GENDER DIFFERENCES IN AGE-RELATED DECLINE IN DNA DOUBLE-STRAND BREAK DAMAGE AND REPAIR IN LYMPHOCYTES

DNA repair capacity has been suggested to be a genetic mechanism which influences the rate of ageing and length of life. We recently reported an age-related decline in DNA double-strand break (DSB) repair in unstimulated human lymphocytes (Mayer, Lange, Bradley, and Nichols 1989, 1990). In that work peripheral lymphocytes isolated from whole blood donated by 20 normal, healthy subjects aged 23-78 years, were X-irradiated (30 Gy) on ice and incubated at 37-degrees-C for repair times of 15, 30, and 120 min, and neutral filter elution was used to assay DSB induction and completeness of DSB rejoining. Further analysis reveals that the decrease in DSB rejoining appears to be more pronounced in older women than in older men (and may begin after age 65 years).

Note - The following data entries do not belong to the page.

//! A minimal stand-in for the on-disk sorted-table format. The real format (data blocks, a
//! block index, a footer, optional filters) is out of scope here; `Version`/`Compaction` only
//! need something that can be built once (entries added in increasing internal-key order),
//! persisted through an `Env`, and then opened for point lookups and forward/backward iteration.
//! This table keeps its entries as one length-prefixed run of (key, value) pairs and loads them
//! into memory wholesale on open, which is adequate for an engine that never claimed to handle
//! blocks larger than available memory.

use std::cmp::Ordering;
use std::path::Path;
use std::rc::Rc;

use integer_encoding::{FixedInt, VarInt};

use crate::cmp::InternalKeyCmp;
use crate::env::Env;
use crate::error::{Result, Status};
use crate::options::Options;
use crate::types::LdbIterator;

/// Builds a table file by appending entries in increasing key order, then flushing the result
/// through an `Env`-provided writer.
pub struct TableBuilder {
    opts: Options,
    dst: Box<dyn std::io::Write>,
    buf: Vec<u8>,
    num_entries: usize,
}

impl TableBuilder {
    pub fn new(opts: Options, dst: Box<dyn std::io::Write>) -> TableBuilder {
        TableBuilder {
            opts,
            dst,
            buf: Vec::new(),
            num_entries: 0,
        }
    }

    pub fn add(&mut self, key: &[u8], val: &[u8]) -> Result<()> {
        let _ = &self.opts;
        put_lenprefixed(&mut self.buf, key);
        put_lenprefixed(&mut self.buf, val);
        self.num_entries += 1;
        Ok(())
    }

    pub fn entries(&self) -> usize {
        self.num_entries
    }

    /// Flushes the table to its backing writer, returning the size written.
    pub fn finish(mut self) -> Result<usize> {
        self.dst.write_all(&self.buf)?;
        Ok(self.buf.len())
    }
}

fn put_lenprefixed(dst: &mut Vec<u8>, data: &[u8]) {
    let mut lenbuf = vec![0; data.len().required_space()];
    let n = data.len().encode_var(&mut lenbuf);
    dst.extend_from_slice(&lenbuf[..n]);
    dst.extend_from_slice(data);
}

fn get_lenprefixed(src: &[u8]) -> Option<(&[u8], usize)> {
    let (len, n): (usize, usize) = VarInt::decode_var(src)?;
    if src.len() < n + len {
        return None;
    }
    Some((&src[n..n + len], n + len))
}

/// An opened table: its entries, parsed once at open time and kept sorted in memory. Entries are
/// ordered by `InternalKeyCmp`, not raw byte order — a table that (legitimately) holds several
/// sequence numbers of the same user key sorts newest-first, and a plain `Vec<u8>` comparison of
/// the little-endian-encoded tag would not agree with that.
pub struct Table {
    entries: Rc<Vec<(Vec<u8>, Vec<u8>)>>,
    cmp: InternalKeyCmp,
}

impl Table {
    pub fn open(env: &dyn Env, path: &Path, size: usize, opts: &Options) -> Result<Table> {
        let f = env.new_random_access_file(path)?;
        let mut raw = vec![0u8; size];
        let mut off = 0;
        while off < size {
            let n = f.read_at(off, &mut raw[off..])?;
            if n == 0 {
                break;
            }
            off += n;
        }
        raw.truncate(off);

        let mut entries = Vec::new();
        let mut rest: &[u8] = &raw;
        while !rest.is_empty() {
            let (key, n) = get_lenprefixed(rest)
                .ok_or_else(|| Status::corruption("truncated table entry (key)"))?;
            rest = &rest[n..];
            let (val, n) = get_lenprefixed(rest)
                .ok_or_else(|| Status::corruption("truncated table entry (value)"))?;
            rest = &rest[n..];
            entries.push((key.to_vec(), val.to_vec()));
        }

        Ok(Table {
            entries: Rc::new(entries),
            cmp: InternalKeyCmp(opts.cmp.clone()),
        })
    }

    /// Returns the entry with the smallest key >= `key`, if any. Callers using an
    /// `InternalKeyCmp`-ordered table must re-check the returned key's user-key portion, since
    /// this is a next-or-equal lookup, not an exact match.
    pub fn get(&self, key: &[u8]) -> Option<(Vec<u8>, Vec<u8>)> {
        let ix = self
            .entries
            .binary_search_by(|(k, _)| match self.cmp.cmp(k, key) {
                Ordering::Equal => Ordering::Greater,
                o => o,
            })
            .unwrap_or_else(|i| i);
        self.entries.get(ix).cloned()
    }

    pub fn iter(&self) -> TableIterator {
        TableIterator {
            entries: self.entries.clone(),
            cmp: self.cmp.clone(),
            ix: None,
        }
    }
}

/// Iterates over a table's entries in key order, supporting both forward and backward motion.
pub struct TableIterator {
    entries: Rc<Vec<(Vec<u8>, Vec<u8>)>>,
    cmp: InternalKeyCmp,
    ix: Option<usize>,
}

impl LdbIterator for TableIterator {
    fn advance(&mut self) -> bool {
        let next = match self.ix {
            None => 0,
            Some(i) => i + 1,
        };
        if next >= self.entries.len() {
            self.ix = None;
            return false;
        }
        self.ix = Some(next);
        true
    }

    fn current(&self, key: &mut Vec<u8>, val: &mut Vec<u8>) -> bool {
        match self.ix {
            Some(i) if i < self.entries.len() => {
                key.clear();
                key.extend_from_slice(&self.entries[i].0);
                val.clear();
                val.extend_from_slice(&self.entries[i].1);
                true
            }
            _ => false,
        }
    }

    fn seek(&mut self, key: &[u8]) {
        let ix = self
            .entries
            .binary_search_by(|(k, _)| match self.cmp.cmp(k, key) {
                Ordering::Equal => Ordering::Greater,
                o => o,
            })
            .unwrap_or_else(|i| i);
        if ix < self.entries.len() {
            self.ix = Some(ix);
        } else {
            self.ix = None;
        }
    }

    fn reset(&mut self) {
        self.ix = None;
    }

    fn valid(&self) -> bool {
        matches!(self.ix, Some(i) if i < self.entries.len())
    }

    fn prev(&mut self) -> bool {
        match self.ix {
            Some(0) | None => {
                self.ix = None;
                false
            }
            Some(i) => {
                self.ix = Some(i - 1);
                true
            }
        }
    }
}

Moreover the reported age-related decline in DSB induction occurs more rapidly (by a factor of ca. 2) in women than in men. We had previously demonstrated that, independently of in vivo age, cells with lower radiosensitivity (i.e. lesser DSB induction) appear to be less repair-proficient (Mayer et al. 1990). The present analysis reveals a gender-specific pattern in this correlation between extent of DSBs induced and percentage of DSBs rejoined: at comparable levels of DSB induction, cells from men rejoin a higher percentage of DSBs than do cells from women. This preliminary study suggests the following hypothesis: age-related DSB effects (i.e. induction and rejoining) are due to changes in chromatin structure and males are less sensitive than females to the influence which age-related alterations in chromatin exert on DSB effects.